Source data –

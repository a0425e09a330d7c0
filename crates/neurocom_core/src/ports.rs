//! crates/neurocom_core/src/ports.rs
//!
//! Defines the service contracts (traits) for the platform's core logic.
//! These traits form the boundary of the hexagonal architecture, allowing the core
//! to be independent of specific external implementations like databases or model APIs.

use async_trait::async_trait;
use uuid::Uuid;

use crate::domain::{
    Booking, Collection, ContentKind, ContentLevel, ConversationScope, ExpertMessage,
    HistoryPage, NewBooking, NewReflection, NewTurn, RecentVideo, Reflection, Resource,
    ScoredRecord, Session, SessionSummary, StepCompletion, StepFeedback, Track,
    TrackEnrollment, TrackProgress, TrackStep, Turn, User, UserCredentials, UserProfile, Video,
    VideoProgress,
};

//=========================================================================================
// Generic Port Error and Result Types
//=========================================================================================

/// A generic error type for all port operations.
/// This abstracts away the specific errors from external services (e.g., database, network).
#[derive(Debug, thiserror::Error)]
pub enum PortError {
    #[error("Item not found: {0}")]
    NotFound(String),
    #[error("Conflict: {0}")]
    Conflict(String),
    #[error("An unexpected error occurred: {0}")]
    Unexpected(String),
    #[error("Unauthorized")]
    Unauthorized,
}

/// A convenience type alias for `Result<T, PortError>`.
pub type PortResult<T> = Result<T, PortError>;

//=========================================================================================
// Persistence Ports
//=========================================================================================

#[async_trait]
pub trait UserRepository: Send + Sync {
    async fn find_user(&self, user_id: Uuid) -> PortResult<Option<User>>;

    async fn create_user(
        &self,
        name: Option<&str>,
        email: &str,
        hashed_password: &str,
    ) -> PortResult<User>;

    async fn find_credentials(&self, email: &str) -> PortResult<Option<UserCredentials>>;

    async fn find_profile(&self, user_id: Uuid) -> PortResult<Option<UserProfile>>;

    /// Inserts or replaces the user's profile.
    async fn save_profile(&self, user_id: Uuid, profile: &UserProfile) -> PortResult<UserProfile>;

    /// Atomically adds one to the monthly counter and returns the new value.
    async fn increment_usage(&self, user_id: Uuid, resource: Resource) -> PortResult<u32>;
}

#[async_trait]
pub trait ConversationRepository: Send + Sync {
    // --- Sessions ---
    async fn create_session(&self, user_id: Uuid, title: Option<&str>) -> PortResult<Session>;

    /// Returns the session only if it exists AND belongs to `user_id`.
    async fn find_owned_session(
        &self,
        session_id: Uuid,
        user_id: Uuid,
    ) -> PortResult<Option<Session>>;

    /// Sessions ordered by last activity, most recent first.
    async fn list_sessions(&self, user_id: Uuid) -> PortResult<Vec<SessionSummary>>;

    /// Returns `None` when no session owned by `user_id` matched.
    async fn update_session_title(
        &self,
        session_id: Uuid,
        user_id: Uuid,
        title: &str,
    ) -> PortResult<Option<Session>>;

    // --- Turns ---
    async fn insert_turn(
        &self,
        user_id: Uuid,
        scope: ConversationScope,
        turn: &NewTurn,
    ) -> PortResult<Turn>;

    /// The last `limit` turns of the stream, returned in chronological order.
    async fn recent_turns(
        &self,
        user_id: Uuid,
        scope: ConversationScope,
        limit: u32,
    ) -> PortResult<Vec<Turn>>;

    /// A page counted back from the newest turn, returned in chronological order.
    /// `limit = None` returns the whole stream.
    async fn history_page(
        &self,
        user_id: Uuid,
        scope: ConversationScope,
        limit: Option<u32>,
        offset: u32,
    ) -> PortResult<HistoryPage>;

    async fn count_turns(&self, user_id: Uuid, scope: ConversationScope) -> PortResult<u64>;
}

#[async_trait]
pub trait ReflectionRepository: Send + Sync {
    async fn insert_reflection(
        &self,
        user_id: Uuid,
        reflection: &NewReflection,
    ) -> PortResult<Reflection>;

    /// Newest first.
    async fn recent_reflections(
        &self,
        user_id: Uuid,
        kind: Option<&str>,
        limit: u32,
    ) -> PortResult<Vec<Reflection>>;
}

#[async_trait]
pub trait LearningRepository: Send + Sync {
    /// Resolves the access level of a content item by slug or id.
    async fn content_level(
        &self,
        kind: ContentKind,
        identifier: &str,
    ) -> PortResult<Option<ContentLevel>>;

    async fn find_video(&self, slug: &str) -> PortResult<Option<Video>>;

    async fn video_progress(
        &self,
        user_id: Uuid,
        video_id: Uuid,
    ) -> PortResult<Option<VideoProgress>>;

    /// Upserts the caller's position in a video.
    async fn save_video_progress(
        &self,
        user_id: Uuid,
        video_id: Uuid,
        position_seconds: i32,
        completed: bool,
    ) -> PortResult<VideoProgress>;

    async fn tracks_in_progress(&self, user_id: Uuid) -> PortResult<Vec<TrackProgress>>;

    async fn recent_videos(&self, user_id: Uuid, limit: u32) -> PortResult<Vec<RecentVideo>>;

    // --- Tracks ---

    /// Tracks at the given levels, in catalog order.
    async fn list_tracks(&self, levels: &[ContentLevel]) -> PortResult<Vec<Track>>;

    /// Looks a track up by slug or id.
    async fn find_track(&self, identifier: &str) -> PortResult<Option<Track>>;

    /// Ordered by position.
    async fn track_steps(&self, track_id: Uuid) -> PortResult<Vec<TrackStep>>;

    async fn find_step(&self, step_id: Uuid) -> PortResult<Option<TrackStep>>;

    async fn enrollments(&self, user_id: Uuid) -> PortResult<Vec<TrackEnrollment>>;

    /// Inserts or replaces the enrollment for `(user_id, enrollment.track_id)`.
    async fn save_enrollment(
        &self,
        user_id: Uuid,
        enrollment: &TrackEnrollment,
    ) -> PortResult<TrackEnrollment>;

    /// Marks a step done. Completing it again refreshes the feedback.
    async fn save_step_completion(
        &self,
        user_id: Uuid,
        step_id: Uuid,
        feedback: &StepFeedback,
    ) -> PortResult<StepCompletion>;

    /// The caller's completed steps within one track.
    async fn step_completions(
        &self,
        user_id: Uuid,
        track_id: Uuid,
    ) -> PortResult<Vec<StepCompletion>>;
}

#[async_trait]
pub trait InboxRepository: Send + Sync {
    async fn insert_booking(&self, user_id: Uuid, booking: &NewBooking) -> PortResult<Booking>;

    /// Ordered by `starts_at` ascending.
    async fn list_bookings(&self, user_id: Uuid) -> PortResult<Vec<Booking>>;

    async fn cancel_booking(&self, user_id: Uuid, booking_id: Uuid)
        -> PortResult<Option<Booking>>;

    async fn insert_message(
        &self,
        user_id: Uuid,
        text: &str,
        file_url: Option<&str>,
    ) -> PortResult<ExpertMessage>;

    /// Newest first.
    async fn list_messages(&self, user_id: Uuid) -> PortResult<Vec<ExpertMessage>>;
}

//=========================================================================================
// Retrieval Ports
//=========================================================================================

/// A single-collection similarity search.
#[derive(Debug, Clone)]
pub struct SimilarityQuery<'a> {
    pub collection: Collection,
    pub vector: &'a [f32],
    pub user_id: Uuid,
    pub scope: ConversationScope,
    pub k: u32,
    pub min_similarity: f32,
    /// How many nearest candidates the backend scans before applying the floor.
    pub candidate_pool: Option<u32>,
}

/// Per-collection limits inside a combined search.
#[derive(Debug, Clone, Copy, PartialEq)]
pub struct KindLimit {
    pub collection: Collection,
    pub k: u32,
    pub min_similarity: f32,
}

/// A multi-collection similarity search returning one ranked list.
#[derive(Debug, Clone)]
pub struct CombinedQuery<'a> {
    pub vector: &'a [f32],
    pub user_id: Uuid,
    pub scope: ConversationScope,
    pub kinds: Vec<KindLimit>,
    pub recency_half_life_secs: Option<u64>,
    pub total_limit: Option<u32>,
}

#[async_trait]
pub trait VectorStore: Send + Sync {
    async fn search(&self, query: &SimilarityQuery<'_>) -> PortResult<Vec<ScoredRecord>>;

    async fn search_combined(&self, query: &CombinedQuery<'_>) -> PortResult<Vec<ScoredRecord>>;
}

//=========================================================================================
// Model Ports
//=========================================================================================

#[async_trait]
pub trait EmbeddingService: Send + Sync {
    /// Returns the raw vector produced by the embedding model.
    async fn embed(&self, text: &str) -> PortResult<Vec<f32>>;
}

/// Which generation a prompt is for; adapters may route them to different models.
#[derive(Debug, Clone, Copy, PartialEq, Eq)]
pub enum GenerationKind {
    Answer,
    Followups,
}

#[derive(Debug, Clone)]
pub struct GenerationRequest<'a> {
    pub kind: GenerationKind,
    pub prompt: &'a str,
    pub max_output_tokens: Option<u32>,
}

#[async_trait]
pub trait GenerationService: Send + Sync {
    /// Returns the plain text of the model's reply; empty when none could be extracted.
    async fn generate(&self, request: &GenerationRequest<'_>) -> PortResult<String>;
}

Assigned task – Quote exactly the opening line of the material above and every line after it, up to and including the line that contains "allowing the core".

Output for this exercise –
repository a0425e09a330d7c0
filename crates/neurocom_core/src/ports.rs
//! crates/neurocom_core/src/ports.rs
//!
//! Defines the service contracts (traits) for the platform's core logic.
//! These traits form the boundary of the hexagonal architecture, allowing the core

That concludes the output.